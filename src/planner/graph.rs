//! The join graph and its path planner.

use std::collections::{HashMap, HashSet, VecDeque};
use std::sync::Arc;

use dashmap::DashMap;
use petgraph::graph::{DiGraph, EdgeIndex, NodeIndex};
use petgraph::visit::EdgeRef;
use tracing::debug;

use crate::error::{Error, Result};

use super::join::{JoinEdge, JoinOn, JoinType, QueryTable};

/// Edge payload: how to join, without the endpoints.
#[derive(Debug, Clone)]
struct JoinRelation {
    on: JoinOn,
    join_type: JoinType,
}

/// Directed graph of joinable tables, rooted at the primary table.
///
/// Built once during model loading (`add_edge` takes `&mut self`), then
/// queried concurrently: `get_path` takes `&self` and memoizes results
/// in a concurrent map keyed by the sorted target alias set. Every
/// mutation clears the cache.
pub struct JoinGraph {
    graph: DiGraph<Arc<QueryTable>, JoinRelation>,
    /// Alias to node lookup; aliases are node identity.
    nodes: HashMap<String, NodeIndex>,
    root: NodeIndex,
    path_cache: DashMap<String, Vec<JoinEdge>>,
}

impl JoinGraph {
    pub fn new(root: Arc<QueryTable>) -> Self {
        let mut graph = DiGraph::new();
        let mut nodes = HashMap::new();
        let root_idx = graph.add_node(Arc::clone(&root));
        nodes.insert(root.alias.clone(), root_idx);
        Self {
            graph,
            nodes,
            root: root_idx,
            path_cache: DashMap::new(),
        }
    }

    /// The primary table the graph is rooted at.
    pub fn root(&self) -> &Arc<QueryTable> {
        &self.graph[self.root]
    }

    fn intern(&mut self, table: Arc<QueryTable>) -> NodeIndex {
        match self.nodes.get(&table.alias) {
            Some(&idx) => idx,
            None => {
                let idx = self.graph.add_node(Arc::clone(&table));
                self.nodes.insert(table.alias.clone(), idx);
                idx
            }
        }
    }

    /// Register a join edge, adding unseen tables as nodes.
    ///
    /// A second edge between the same (from, to) alias pair is skipped;
    /// the first registration wins. Clears the path cache.
    pub fn add_edge(
        &mut self,
        from: Arc<QueryTable>,
        to: Arc<QueryTable>,
        on: JoinOn,
        join_type: JoinType,
    ) {
        let from_idx = self.intern(from);
        let to_idx = self.intern(to);

        if self.graph.find_edge(from_idx, to_idx).is_some() {
            debug!(
                from = %self.graph[from_idx].alias,
                to = %self.graph[to_idx].alias,
                "duplicate join edge skipped, first registration wins"
            );
            return;
        }

        self.graph.add_edge(from_idx, to_idx, JoinRelation { on, join_type });
        self.path_cache.clear();
    }

    /// Register a LEFT JOIN edge over a foreign key column.
    pub fn add_fk_edge(
        &mut self,
        from: Arc<QueryTable>,
        to: Arc<QueryTable>,
        foreign_key: impl Into<String>,
    ) {
        self.add_edge(from, to, JoinOn::foreign_key(foreign_key), JoinType::Left);
    }

    /// Compute the ordered join path from the root to every target.
    ///
    /// The returned edges are the minimal set connecting the root to all
    /// targets, ordered so each edge's `from` table is the root or an
    /// earlier edge's `to` table. Results are cached per target set.
    pub fn get_path(&self, targets: &[Arc<QueryTable>]) -> Result<Vec<JoinEdge>> {
        // The root is always present and never joined to itself.
        let root_alias = &self.graph[self.root].alias;
        let mut aliases: Vec<&str> = targets
            .iter()
            .map(|t| t.alias.as_str())
            .filter(|a| a != root_alias)
            .collect();
        aliases.sort_unstable();
        aliases.dedup();

        if aliases.is_empty() {
            return Ok(Vec::new());
        }

        let key = aliases.join(",");
        if let Some(cached) = self.path_cache.get(&key) {
            return Ok(cached.clone());
        }

        let path = self.compute_path(&aliases)?;
        self.path_cache.insert(key, path.clone());
        Ok(path)
    }

    fn compute_path(&self, aliases: &[&str]) -> Result<Vec<JoinEdge>> {
        let root_alias = self.graph[self.root].alias.clone();

        // Targets that are not in the graph at all are unreachable too.
        let mut remaining: HashSet<NodeIndex> = HashSet::new();
        let mut target_order: Vec<NodeIndex> = Vec::new();
        for alias in aliases {
            match self.nodes.get(*alias) {
                Some(&idx) => {
                    if remaining.insert(idx) {
                        target_order.push(idx);
                    }
                }
                None => {
                    return Err(Error::NoJoinPath {
                        from: root_alias,
                        to: alias.to_string(),
                    })
                }
            }
        }

        // BFS from the root, recording each node's parent edge.
        let mut parent: HashMap<NodeIndex, EdgeIndex> = HashMap::new();
        let mut visited: HashSet<NodeIndex> = HashSet::from([self.root]);
        let mut queue: VecDeque<NodeIndex> = VecDeque::from([self.root]);

        while let Some(current) = queue.pop_front() {
            if remaining.is_empty() {
                break;
            }
            // petgraph iterates outgoing edges newest-first; walk them
            // in insertion order for deterministic paths.
            let mut outgoing: Vec<_> = self.graph.edges(current).collect();
            outgoing.reverse();
            for edge in outgoing {
                let next = edge.target();
                if visited.insert(next) {
                    parent.insert(next, edge.id());
                    remaining.remove(&next);
                    queue.push_back(next);
                }
            }
        }

        if let Some(&missed) = remaining.iter().next() {
            return Err(Error::NoJoinPath {
                from: root_alias,
                to: self.graph[missed].alias.clone(),
            });
        }

        // Walk parent edges back from each target. Shared prefix edges
        // (diamonds) are collected once.
        let mut edge_set: HashSet<EdgeIndex> = HashSet::new();
        let mut edges: Vec<EdgeIndex> = Vec::new();
        for &target in &target_order {
            let mut current = target;
            while current != self.root {
                let edge = parent[&current];
                if edge_set.insert(edge) {
                    edges.push(edge);
                }
                let (source, _) = self.graph.edge_endpoints(edge).expect("edge in graph");
                current = source;
            }
        }

        let ordered = self.topo_sort_edges(&edges)?;
        Ok(ordered.into_iter().map(|e| self.materialize(e)).collect())
    }

    /// Kahn's algorithm restricted to the collected edge set.
    ///
    /// In-degrees count only edges within the set; ties keep the set's
    /// discovery order.
    fn topo_sort_edges(&self, edges: &[EdgeIndex]) -> Result<Vec<EdgeIndex>> {
        let mut in_degree: HashMap<NodeIndex, usize> = HashMap::new();
        let mut touched: Vec<NodeIndex> = Vec::new();
        let mut outgoing: HashMap<NodeIndex, Vec<EdgeIndex>> = HashMap::new();

        for &edge in edges {
            let (source, dest) = self.graph.edge_endpoints(edge).expect("edge in graph");
            for node in [source, dest] {
                if !in_degree.contains_key(&node) {
                    in_degree.insert(node, 0);
                    touched.push(node);
                }
            }
            *in_degree.get_mut(&dest).expect("just inserted") += 1;
            outgoing.entry(source).or_default().push(edge);
        }

        let mut queue: VecDeque<NodeIndex> = touched
            .iter()
            .copied()
            .filter(|n| in_degree[n] == 0)
            .collect();
        let mut ordered = Vec::with_capacity(edges.len());

        while let Some(node) = queue.pop_front() {
            for &edge in outgoing.get(&node).map(Vec::as_slice).unwrap_or_default() {
                ordered.push(edge);
                let (_, dest) = self.graph.edge_endpoints(edge).expect("edge in graph");
                let degree = in_degree.get_mut(&dest).expect("touched node");
                *degree -= 1;
                if *degree == 0 {
                    queue.push_back(dest);
                }
            }
        }

        if ordered.len() < edges.len() {
            let involved: Vec<&str> = touched
                .iter()
                .filter(|n| in_degree[n] > 0)
                .map(|&n| self.graph[n].alias.as_str())
                .collect();
            return Err(Error::CircularJoin(involved.join(", ")));
        }
        Ok(ordered)
    }

    fn materialize(&self, edge: EdgeIndex) -> JoinEdge {
        let (source, dest) = self.graph.edge_endpoints(edge).expect("edge in graph");
        let relation = &self.graph[edge];
        JoinEdge {
            from: Arc::clone(&self.graph[source]),
            to: Arc::clone(&self.graph[dest]),
            on: relation.on.clone(),
            join_type: relation.join_type,
        }
    }

    /// Full-graph cycle check for model-load time.
    ///
    /// DFS with a recursion stack, independent of any path query.
    pub fn validate(&self) -> Result<()> {
        let mut visited: HashSet<NodeIndex> = HashSet::new();
        let mut on_stack: Vec<NodeIndex> = Vec::new();

        for start in self.graph.node_indices() {
            if visited.contains(&start) {
                continue;
            }
            self.dfs_check(start, &mut visited, &mut on_stack)?;
        }
        Ok(())
    }

    fn dfs_check(
        &self,
        node: NodeIndex,
        visited: &mut HashSet<NodeIndex>,
        on_stack: &mut Vec<NodeIndex>,
    ) -> Result<()> {
        visited.insert(node);
        on_stack.push(node);

        for edge in self.graph.edges(node) {
            let next = edge.target();
            if let Some(pos) = on_stack.iter().position(|&n| n == next) {
                let cycle: Vec<&str> = on_stack[pos..]
                    .iter()
                    .chain(std::iter::once(&next))
                    .map(|&n| self.graph[n].alias.as_str())
                    .collect();
                return Err(Error::CircularJoin(cycle.join(" -> ")));
            }
            if !visited.contains(&next) {
                self.dfs_check(next, visited, on_stack)?;
            }
        }

        on_stack.pop();
        Ok(())
    }

    /// An independent graph with the same nodes and edges.
    ///
    /// Table `Arc`s are shared (tables are immutable); edges, adjacency,
    /// and the path cache are not.
    pub fn copy(&self) -> JoinGraph {
        let mut copy = JoinGraph::new(Arc::clone(self.root()));
        for edge in self.graph.edge_indices() {
            let (source, dest) = self.graph.edge_endpoints(edge).expect("edge in graph");
            let relation = &self.graph[edge];
            copy.add_edge(
                Arc::clone(&self.graph[source]),
                Arc::clone(&self.graph[dest]),
                relation.on.clone(),
                relation.join_type,
            );
        }
        copy
    }

    /// Drop all memoized paths.
    pub fn clear_path_cache(&self) {
        self.path_cache.clear();
    }

    /// All tables, in registration order.
    pub fn tables(&self) -> Vec<Arc<QueryTable>> {
        self.graph
            .node_indices()
            .map(|n| Arc::clone(&self.graph[n]))
            .collect()
    }

    /// All edges, in registration order.
    pub fn all_edges(&self) -> Vec<JoinEdge> {
        self.graph.edge_indices().map(|e| self.materialize(e)).collect()
    }

    /// Edges leaving the table with this alias, in registration order.
    pub fn edges_from(&self, alias: &str) -> Vec<JoinEdge> {
        self.directed_edges(alias, petgraph::Direction::Outgoing)
    }

    /// Edges arriving at the table with this alias, in registration order.
    pub fn edges_to(&self, alias: &str) -> Vec<JoinEdge> {
        self.directed_edges(alias, petgraph::Direction::Incoming)
    }

    fn directed_edges(&self, alias: &str, dir: petgraph::Direction) -> Vec<JoinEdge> {
        let Some(&idx) = self.nodes.get(alias) else {
            return Vec::new();
        };
        let mut edges: Vec<JoinEdge> = self
            .graph
            .edges_directed(idx, dir)
            .map(|e| self.materialize(e.id()))
            .collect();
        edges.reverse();
        edges
    }

    pub fn node_count(&self) -> usize {
        self.graph.node_count()
    }

    pub fn edge_count(&self) -> usize {
        self.graph.edge_count()
    }
}

impl std::fmt::Debug for JoinGraph {
    fn fmt(&self, f: &mut std::fmt::Formatter<'_>) -> std::fmt::Result {
        f.debug_struct("JoinGraph")
            .field("root", &self.graph[self.root].alias)
            .field("nodes", &self.graph.node_count())
            .field("edges", &self.graph.edge_count())
            .finish()
    }
}

impl std::fmt::Display for JoinGraph {
    fn fmt(&self, f: &mut std::fmt::Formatter<'_>) -> std::fmt::Result {
        writeln!(f, "JoinGraph rooted at {}", self.graph[self.root])?;
        for edge in self.all_edges() {
            writeln!(f, "  {}", edge)?;
        }
        Ok(())
    }
}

Task to carry out |
The required output is the set of lines from the first line of the data through the line that contains "use petgraph::visit::EdgeRef;", transcribed exactly.

Solution to this exercise |
filename src/planner/graph.rs
//! The join graph and its path planner.

use std::collections::{HashMap, HashSet, VecDeque};
use std::sync::Arc;

use dashmap::DashMap;
use petgraph::graph::{DiGraph, EdgeIndex, NodeIndex};
use petgraph::visit::EdgeRef;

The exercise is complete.